Here are a few questions regarding the Dataset class:
The len method: Should it return the number of training instances or the number of parquet files in the directory?
The getitem method: Should it return just a single training row (ndarray of shape (1, num_features)) or can it also return a matrix of rows (ndarray of shape (num_rows_in_a_parquetfile, num_features))?
If it can return a matrix, how to feed it into Dataloader class?
Almost all that I have understood reading the forums is that people use it to load images (one instance per file). Not sure how does this work out for reading huge files with N number of rows.
Regarding the parquet files, in my case the major problem is that pyarrow.Table objects are not serializable between threads of the data loader in case if you want use num_workers>=2. So probably it is something to consider for anyone who’s trying to wrap the parquet files with the dataset interface.

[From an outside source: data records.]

//! Cluster integration tests.
//!
//! Drives whole clusters through spawn, link, kill and close, including a
//! network wrapper that injects construction and release failures.

use std::collections::{BTreeSet, HashSet};
use std::sync::atomic::{AtomicBool, AtomicUsize, Ordering};
use std::sync::{Arc, Mutex};
use std::time::Duration;

use async_trait::async_trait;
use rand::rngs::StdRng;
use rand::{Rng, SeedableRng};
use sim_core::network::Result as NetResult;
use sim_core::{
    Cluster, ClusterConfig, ClusterError, Connectivity, Diff, Edge, Graph, Host, InProcHost,
    InProcNetwork, InProcOverlay, Network, NetworkError, Node, Overlay, PeerId, ReleaseError,
    Ring, StateChanged, Subscription,
};
use tokio::time::timeout;
use tokio_util::sync::CancellationToken;

const WAIT: Duration = Duration::from_secs(5);

async fn next(sub: &mut Subscription<StateChanged>) -> StateChanged {
    timeout(WAIT, sub.recv())
        .await
        .expect("Timed out waiting for state change")
        .expect("State stream ended")
}

fn config() -> ClusterConfig {
    ClusterConfig::default().with_bus_capacity(256)
}

#[derive(Default)]
struct Faults {
    fail_host: AtomicBool,
    fail_overlay: AtomicBool,
    doomed: Mutex<HashSet<PeerId>>,
    overlay_closes: AtomicUsize,
}

impl Faults {
    fn doom(&self, peer: PeerId) {
        self.doomed.lock().unwrap().insert(peer);
    }

    fn is_doomed(&self, peer: PeerId) -> bool {
        self.doomed.lock().unwrap().contains(&peer)
    }
}

/// In-process network whose hosts and overlays fail on demand.
#[derive(Clone, Default)]
struct FaultyNetwork {
    inner: InProcNetwork,
    faults: Arc<Faults>,
}

struct FaultyOverlay {
    id: PeerId,
    inner: InProcOverlay,
    faults: Arc<Faults>,
}

#[async_trait]
impl Network for FaultyNetwork {
    type Host = InProcHost;
    type Overlay = FaultyOverlay;

    async fn host(&self) -> NetResult<InProcHost> {
        if self.faults.fail_host.load(Ordering::SeqCst) {
            return Err(NetworkError::Other("injected host failure".into()));
        }
        self.inner.host().await
    }

    async fn overlay(&self, host: &InProcHost) -> NetResult<FaultyOverlay> {
        if self.faults.fail_overlay.load(Ordering::SeqCst) {
            return Err(NetworkError::Other("injected overlay failure".into()));
        }
        Ok(FaultyOverlay {
            id: host.id(),
            inner: self.inner.overlay(host).await?,
            faults: Arc::clone(&self.faults),
        })
    }
}

#[async_trait]
impl Overlay for FaultyOverlay {
    fn subscribe(&self) -> NetResult<Subscription<Connectivity>> {
        self.inner.subscribe()
    }

    async fn connect(&self, peer: PeerId) -> NetResult<()> {
        self.inner.connect(peer).await
    }

    async fn disconnect(&self, peer: PeerId) -> NetResult<()> {
        self.inner.disconnect(peer).await
    }

    fn neighbors(&self) -> Vec<PeerId> {
        self.inner.neighbors()
    }

    async fn close(&self) -> NetResult<()> {
        self.faults.overlay_closes.fetch_add(1, Ordering::SeqCst);
        self.inner.close().await?;
        if self.faults.is_doomed(self.id) {
            return Err(NetworkError::Other("injected close failure".into()));
        }
        Ok(())
    }
}

#[tokio::test]
async fn test_spawn_link_kill_scenario() {
    let cluster = Cluster::new(config()).unwrap();
    let cancel = CancellationToken::new();
    let mut events = cluster.events(&cancel).unwrap();

    let p1 = cluster.spawn(&cancel).await.unwrap();
    let p2 = cluster.spawn(&cancel).await.unwrap();
    let p3 = cluster.spawn(&cancel).await.unwrap();
    for p in [p1, p2, p3] {
        assert_eq!(next(&mut events).await, StateChanged::added(Diff::node(p)));
    }

    cluster.connect(p1, p2).await.unwrap();
    assert_eq!(
        next(&mut events).await,
        StateChanged::added(Diff::link(Edge::new(p1, p2)))
    );
    cluster.connect(p2, p3).await.unwrap();
    assert_eq!(
        next(&mut events).await,
        StateChanged::added(Diff::link(Edge::new(p2, p3)))
    );

    cluster.kill(p2).await.unwrap();
    let change = next(&mut events).await;
    assert!(change.add.is_none());
    let rm = change.rm.unwrap();
    assert_eq!(rm.nodes, vec![Node { id: p2 }]);
    let removed: BTreeSet<Edge> = rm.links.iter().map(|l| l.edge()).collect();
    assert_eq!(removed, BTreeSet::from([Edge::new(p1, p2), Edge::new(p2, p3)]));

    let graph = cluster.snapshot().await.unwrap();
    let mut expected = vec![Node { id: p1 }, Node { id: p3 }];
    expected.sort_by_key(|n| n.id);
    assert_eq!(graph.nodes, expected);
    assert!(graph.links.is_empty());

    cluster.close().await.unwrap();
}

#[tokio::test]
async fn test_kill_unknown_peer_leaves_graph_unchanged() {
    let cluster = Cluster::new(config()).unwrap();
    let cancel = CancellationToken::new();
    let a = cluster.spawn(&cancel).await.unwrap();
    let b = cluster.spawn(&cancel).await.unwrap();
    let before = cluster.snapshot().await.unwrap();

    let result = cluster.kill(PeerId::from(0xdead)).await;

    assert!(matches!(result, Err(ClusterError::NotFound(p)) if p == PeerId::from(0xdead)));
    assert_eq!(cluster.snapshot().await.unwrap(), before);
    assert_eq!(cluster.len().await, 2);
    assert!(cluster.peers().await.contains(&a));
    assert!(cluster.peers().await.contains(&b));

    cluster.close().await.unwrap();
}

#[tokio::test]
async fn test_close_attempts_every_member() {
    let network = FaultyNetwork::default();
    let faults = Arc::clone(&network.faults);
    let cluster = Cluster::with_network(network, config()).unwrap();
    let cancel = CancellationToken::new();

    let mut ids = Vec::new();
    for _ in 0..5 {
        ids.push(cluster.spawn(&cancel).await.unwrap());
    }
    faults.doom(ids[1]);
    faults.doom(ids[3]);

    let err = match cluster.close().await {
        Err(ClusterError::Shutdown(err)) => err,
        other => panic!("Expected shutdown error, got {:?}", other),
    };

    assert_eq!(faults.overlay_closes.load(Ordering::SeqCst), 5);
    assert_eq!(err.len(), 2);
    assert_eq!(err.peers(), BTreeSet::from([ids[1], ids[3]]));
    assert!(
        err.errors()
            .iter()
            .all(|e| matches!(e, ReleaseError::Overlay { .. }))
    );

    // Hosts are still released after their overlay failed to close.
    assert!(cluster.network().inner.is_empty());
    assert!(cluster.is_empty().await);
}

#[tokio::test]
async fn test_kill_reports_release_failure() {
    let network = FaultyNetwork::default();
    let faults = Arc::clone(&network.faults);
    let cluster = Cluster::with_network(network, config()).unwrap();
    let cancel = CancellationToken::new();
    let mut events = cluster.events(&cancel).unwrap();

    let id = cluster.spawn(&cancel).await.unwrap();
    next(&mut events).await;
    faults.doom(id);

    let result = cluster.kill(id).await;

    match result {
        Err(ClusterError::Shutdown(err)) => {
            assert_eq!(err.len(), 1);
            assert_eq!(err.errors()[0].peer(), Some(id));
        }
        other => panic!("Expected shutdown error, got {:?}", other),
    }
    assert!(cluster.is_empty().await);
    assert_eq!(
        next(&mut events).await,
        StateChanged::removed(Diff::node(id))
    );

    cluster.close().await.unwrap();
}

#[tokio::test]
async fn test_construction_failure_releases_partial_member() {
    let network = FaultyNetwork::default();
    let faults = Arc::clone(&network.faults);
    let cluster = Cluster::with_network(network, config()).unwrap();
    let cancel = CancellationToken::new();

    faults.fail_overlay.store(true, Ordering::SeqCst);
    let result = cluster.spawn(&cancel).await;
    assert!(matches!(result, Err(ClusterError::Construction(_))));
    assert!(cluster.network().inner.is_empty());

    faults.fail_overlay.store(false, Ordering::SeqCst);
    faults.fail_host.store(true, Ordering::SeqCst);
    assert!(matches!(
        cluster.spawn(&cancel).await,
        Err(ClusterError::Construction(_))
    ));

    assert!(cluster.is_empty().await);
    assert!(cluster.snapshot().await.unwrap().nodes.is_empty());
    cluster.close().await.unwrap();
}

#[tokio::test]
async fn test_node_count_tracks_live_members() {
    let cluster = Cluster::new(config()).unwrap();
    let cancel = CancellationToken::new();
    let mut rng = StdRng::seed_from_u64(7);
    let mut live: Vec<PeerId> = Vec::new();

    for _ in 0..60 {
        if live.is_empty() || rng.random_bool(0.6) {
            live.push(cluster.spawn(&cancel).await.unwrap());
        } else {
            let victim = live.swap_remove(rng.random_range(0..live.len()));
            cluster.kill(victim).await.unwrap();
        }

        let graph = cluster.snapshot().await.unwrap();
        assert_eq!(graph.nodes.len(), live.len());
        assert_eq!(cluster.len().await, live.len());
    }

    cluster.close().await.unwrap();
}

#[tokio::test(flavor = "multi_thread", worker_threads = 4)]
async fn test_concurrent_spawns() {
    let cluster = Arc::new(Cluster::new(config()).unwrap());
    let cancel = CancellationToken::new();

    let mut tasks = Vec::new();
    for _ in 0..20 {
        let cluster = Arc::clone(&cluster);
        let cancel = cancel.clone();
        tasks.push(tokio::spawn(async move { cluster.spawn(&cancel).await }));
    }
    let mut ids = BTreeSet::new();
    for task in tasks {
        ids.insert(task.await.unwrap().unwrap());
    }

    assert_eq!(ids.len(), 20);
    let graph = cluster.snapshot().await.unwrap();
    let nodes: BTreeSet<PeerId> = graph.nodes.iter().map(|n| n.id).collect();
    assert_eq!(nodes, ids);

    cluster.close().await.unwrap();
}

/// Random spawn, kill, connect and disconnect from several tasks at once.
async fn churn(cluster: Arc<Cluster>, seed: u64, cancel: CancellationToken) {
    let mut rng = StdRng::seed_from_u64(seed);
    for _ in 0..40 {
        let peers = cluster.peers().await;
        let roll = rng.random_range(0..10);
        if peers.len() < 2 || roll < 3 {
            cluster.spawn(&cancel).await.unwrap();
            continue;
        }

        let a = peers[rng.random_range(0..peers.len())];
        let mut b = peers[rng.random_range(0..peers.len())];
        if a == b {
            b = peers.iter().copied().find(|&p| p != a).unwrap();
        }

        // Other tasks may have killed a or b since the peer list was taken.
        let _ = match roll {
            3 | 4 => cluster.kill(a).await,
            5..=7 => cluster.connect(a, b).await,
            _ => cluster.disconnect(a, b).await,
        };
    }
}

#[tokio::test(flavor = "multi_thread", worker_threads = 4)]
async fn test_concurrent_churn_keeps_graph_consistent() {
    let cluster = Arc::new(Cluster::new(config()).unwrap());
    let cancel = CancellationToken::new();

    let (mut graph, mut sub) = cluster.watch(&cancel).await.unwrap();
    let watcher = tokio::spawn(async move {
        while let Some(change) = sub.recv().await {
            graph.apply(&change);
        }
        graph
    });

    let mut workers = Vec::new();
    for seed in 0..6 {
        workers.push(tokio::spawn(churn(Arc::clone(&cluster), seed, cancel.clone())));
    }
    for worker in workers {
        timeout(WAIT, worker).await.unwrap().unwrap();
    }

    let live: BTreeSet<PeerId> = cluster.peers().await.into_iter().collect();
    let snapshot = cluster.snapshot().await.unwrap();
    let nodes: BTreeSet<PeerId> = snapshot.nodes.iter().map(|n| n.id).collect();
    assert_eq!(nodes, live);
    for link in &snapshot.links {
        assert!(live.contains(&link.source) && live.contains(&link.target));
        assert_ne!(link.source, link.target);
    }

    cluster.close().await.unwrap();
    let replayed = timeout(WAIT, watcher).await.unwrap().unwrap();
    assert!(replayed.nodes.is_empty());
    assert!(replayed.links.is_empty());
}

#[tokio::test]
async fn test_watcher_sees_everything_removed_on_close() {
    let cluster = Cluster::new(config()).unwrap();
    let cancel = CancellationToken::new();
    for _ in 0..3 {
        cluster.spawn(&cancel).await.unwrap();
    }

    let (mut graph, mut sub): (Graph, _) = cluster.watch(&cancel).await.unwrap();
    assert_eq!(graph.nodes.len(), 3);

    cluster.bootstrap(&Ring).await.unwrap();
    cluster.spawn(&cancel).await.unwrap();
    cluster.close().await.unwrap();

    while let Some(change) = timeout(WAIT, sub.recv()).await.unwrap() {
        graph.apply(&change);
    }
    assert!(graph.nodes.is_empty());
    assert!(graph.links.is_empty());
}

#[tokio::test]
async fn test_cancelled_spawn_token_stops_translation() {
    let cluster = Cluster::new(config()).unwrap();
    let cancel = CancellationToken::new();
    let member_token = CancellationToken::new();
    let mut events = cluster.events(&cancel).unwrap();

    let a = cluster.spawn(&member_token).await.unwrap();
    let b = cluster.spawn(&cancel).await.unwrap();
    next(&mut events).await;
    next(&mut events).await;

    // Only b still reports links, so the link still shows up once.
    member_token.cancel();
    cluster.connect(a, b).await.unwrap();
    assert_eq!(
        next(&mut events).await,
        StateChanged::added(Diff::link(Edge::new(a, b)))
    );

    cluster.close().await.unwrap();
}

Hi, we are using multi worker dataloader to read parquet file, right now our design is each __get_index__ will get all data from one file, but somehow if the file size is large(2G level), it will have some issue like
File "/home/zhrui/.local/lib/python3.6/site-packages/torch/utils/data/dataloader.py", line 761, in _try_get_data
data = self._data_queue.get(timeout=timeout)
File "/home/miniconda/lib/python3.6/multiprocessing/queues.py", line 104, in get
if not self._poll(timeout):
File "/home/miniconda/lib/python3.6/multiprocessing/connection.py", line 257, in poll
return self._poll(timeout)
File "/home/miniconda/lib/python3.6/multiprocessing/connection.py", line 414, in _poll
r = wait([self], timeout)
File "/home/miniconda/lib/python3.6/multiprocessing/connection.py", line 911, in wait
ready = selector.select(timeout)
File "/home/miniconda/lib/python3.6/selectors.py", line 376, in select
fd_event_list = self._poll.poll(timeout)
File "/home/zhrui/.local/lib/python3.6/site-packages/torch/utils/data/_utils/signal_handling.py", line 66, in handler
_error_if_any_worker_fails()
RuntimeError: DataLoader worker (pid 90300) is killed by signal: Killed.
is it because per worker dataloader has memory limit or computation time limit? @smth
We try to directly return the dataframe but it is not allowed in pytorch data loader, if we try to convert to numpy array or dict it will be the above problem
I have checked the the source code for dataloader, basically we could set a timeout
def _try_get_data(self, timeout=_utils.MP_STATUS_CHECK_INTERVAL):
# Tries to fetch data from `self._data_queue` once for a given timeout.
# This can also be used as inner loop of fetching without timeout, with
# the sender status as the loop condition.
#
# This raises a `RuntimeError` if any worker died expectedly. This error
# can come from either the SIGCHLD handler in `_utils/signal_handling.py`
# (only for non-Windows platforms), or the manual check below on errors
# and timeouts.
#
# Returns a 2-tuple:
# (bool: whether successfully get data, any: data if successful else None)
try:
data = self._data_queue.get(timeout=timeout)
the default is 5s,
MP_STATUS_CHECK_INTERVAL = 5.0
r"""Interval (in seconds) to check status of processes to avoid hanging in
multiprocessing data loading. This is mainly used in getting data from
another process, in which case we need to periodically check whether the
sender is alive to prevent hanging."""
what is this interval means? I try to increase timeout in multi worker definition but get same error. only difference is final error msg will be like
RuntimeError: DataLoader worker (pid 320) is killed by signal: Segmentation fault.